**Your objective**
Set the entries below down again, please. Match them exactly.

**Exercise material**

::::

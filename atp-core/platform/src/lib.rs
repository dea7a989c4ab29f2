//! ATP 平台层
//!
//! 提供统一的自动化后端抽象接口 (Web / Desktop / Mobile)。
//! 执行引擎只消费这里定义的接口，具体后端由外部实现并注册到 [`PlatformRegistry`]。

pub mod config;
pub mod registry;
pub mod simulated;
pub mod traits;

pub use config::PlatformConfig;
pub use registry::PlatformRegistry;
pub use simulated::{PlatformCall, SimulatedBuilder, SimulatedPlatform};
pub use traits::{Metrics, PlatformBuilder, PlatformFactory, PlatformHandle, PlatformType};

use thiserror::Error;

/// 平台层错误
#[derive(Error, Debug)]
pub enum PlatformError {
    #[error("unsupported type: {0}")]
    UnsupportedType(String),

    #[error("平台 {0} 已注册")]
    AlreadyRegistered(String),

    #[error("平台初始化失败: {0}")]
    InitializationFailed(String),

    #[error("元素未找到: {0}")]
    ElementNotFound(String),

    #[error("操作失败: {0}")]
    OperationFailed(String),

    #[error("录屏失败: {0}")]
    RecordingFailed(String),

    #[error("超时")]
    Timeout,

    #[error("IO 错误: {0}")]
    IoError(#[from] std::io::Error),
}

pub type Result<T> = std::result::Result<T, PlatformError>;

::::

**Result**
filename atp-core/platform/src/lib.rs
repository dea7a989c4ab29f2
//! ATP 平台层
//!
//! 提供统一的自动化后端抽象接口 (Web / Desktop / Mobile)。
//! 执行引擎只消费这里定义的接口，具体后端由外部实现并注册到 [`PlatformRegistry`]。

pub mod config;
pub mod registry;
pub mod simulated;
pub mod traits;

pub use config::PlatformConfig;
pub use registry::PlatformRegistry;
pub use simulated::{PlatformCall, SimulatedBuilder, SimulatedPlatform};
pub use traits::{Metrics, PlatformBuilder, PlatformFactory, PlatformHandle, PlatformType};

use thiserror::Error;

/// 平台层错误
#[derive(Error, Debug)]
pub enum PlatformError {
    #[error("unsupported type: {0}")]
    UnsupportedType(String),

    #[error("平台 {0} 已注册")]
    AlreadyRegistered(String),

    #[error("平台初始化失败: {0}")]
    InitializationFailed(String),

    #[error("元素未找到: {0}")]
    ElementNotFound(String),

    #[error("操作失败: {0}")]
    OperationFailed(String),

    #[error("录屏失败: {0}")]
    RecordingFailed(String),

    #[error("超时")]
    Timeout,

    #[error("IO 错误: {0}")]
    IoError(#[from] std::io::Error),
}

pub type Result<T> = std::result::Result<T, PlatformError>;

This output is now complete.